═════ Material supplied
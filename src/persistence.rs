//! JSON profile persistence under `~/.elemental-arena/`.
//!
//! Loading merges saved fields over first-run defaults (via the profile's
//! `#[serde(default)]`), so save data written by older versions keeps
//! working when new fields appear. The engine never calls these during a
//! battle; the caller saves after each mutation.

use crate::constants::PROFILE_FILENAME;
use crate::player::types::PlayerProfile;
use chrono::Utc;
use std::fs;
use std::io;
use std::path::PathBuf;

/// Get the `~/.elemental-arena/` directory path, creating it if needed.
pub fn data_dir() -> io::Result<PathBuf> {
    let home_dir = dirs::home_dir().ok_or_else(|| {
        io::Error::new(
            io::ErrorKind::NotFound,
            "Could not determine home directory",
        )
    })?;
    let dir = home_dir.join(".elemental-arena");
    fs::create_dir_all(&dir)?;
    Ok(dir)
}

/// Get the full path for a save file in `~/.elemental-arena/`.
pub fn save_path(filename: &str) -> io::Result<PathBuf> {
    Ok(data_dir()?.join(filename))
}

/// Load a JSON file, returning `T::default()` if missing or invalid.
pub fn load_json_or_default<T: Default + serde::de::DeserializeOwned>(filename: &str) -> T {
    let path = match save_path(filename) {
        Ok(p) => p,
        Err(_) => return T::default(),
    };
    match fs::read_to_string(&path) {
        Ok(json) => serde_json::from_str(&json).unwrap_or_default(),
        Err(_) => T::default(),
    }
}

/// Save a value as pretty-printed JSON.
pub fn save_json<T: serde::Serialize>(filename: &str, data: &T) -> io::Result<()> {
    let path = save_path(filename)?;
    let json = serde_json::to_string_pretty(data)
        .map_err(|e| io::Error::new(io::ErrorKind::InvalidData, e))?;
    fs::write(path, json)?;
    Ok(())
}

/// Load the player profile, or a first-run default if none exists.
pub fn load_profile() -> PlayerProfile {
    load_json_or_default(PROFILE_FILENAME)
}

/// Save the player profile, stamping `last_saved`.
pub fn save_profile(profile: &mut PlayerProfile) -> io::Result<()> {
    profile.last_saved = Utc::now().timestamp();
    save_json(PROFILE_FILENAME, profile)
}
══════════
**What this task involves**
Each line of the data must be retyped exactly as written.

**Response to the exercise**
filename src/persistence.rs
//! JSON profile persistence under `~/.elemental-arena/`.
//!
//! Loading merges saved fields over first-run defaults (via the profile's
//! `#[serde(default)]`), so save data written by older versions keeps
//! working when new fields appear. The engine never calls these during a
//! battle; the caller saves after each mutation.

use crate::constants::PROFILE_FILENAME;
use crate::player::types::PlayerProfile;
use chrono::Utc;
use std::fs;
use std::io;
use std::path::PathBuf;

/// Get the `~/.elemental-arena/` directory path, creating it if needed.
pub fn data_dir() -> io::Result<PathBuf> {
    let home_dir = dirs::home_dir().ok_or_else(|| {
        io::Error::new(
            io::ErrorKind::NotFound,
            "Could not determine home directory",
        )
    })?;
    let dir = home_dir.join(".elemental-arena");
    fs::create_dir_all(&dir)?;
    Ok(dir)
}

/// Get the full path for a save file in `~/.elemental-arena/`.
pub fn save_path(filename: &str) -> io::Result<PathBuf> {
    Ok(data_dir()?.join(filename))
}

/// Load a JSON file, returning `T::default()` if missing or invalid.
pub fn load_json_or_default<T: Default + serde::de::DeserializeOwned>(filename: &str) -> T {
    let path = match save_path(filename) {
        Ok(p) => p,
        Err(_) => return T::default(),
    };
    match fs::read_to_string(&path) {
        Ok(json) => serde_json::from_str(&json).unwrap_or_default(),
        Err(_) => T::default(),
    }
}

/// Save a value as pretty-printed JSON.
pub fn save_json<T: serde::Serialize>(filename: &str, data: &T) -> io::Result<()> {
    let path = save_path(filename)?;
    let json = serde_json::to_string_pretty(data)
        .map_err(|e| io::Error::new(io::ErrorKind::InvalidData, e))?;
    fs::write(path, json)?;
    Ok(())
}

/// Load the player profile, or a first-run default if none exists.
pub fn load_profile() -> PlayerProfile {
    load_json_or_default(PROFILE_FILENAME)
}

/// Save the player profile, stamping `last_saved`.
pub fn save_profile(profile: &mut PlayerProfile) -> io::Result<()> {
    profile.last_saved = Utc::now().timestamp();
    save_json(PROFILE_FILENAME, profile)
}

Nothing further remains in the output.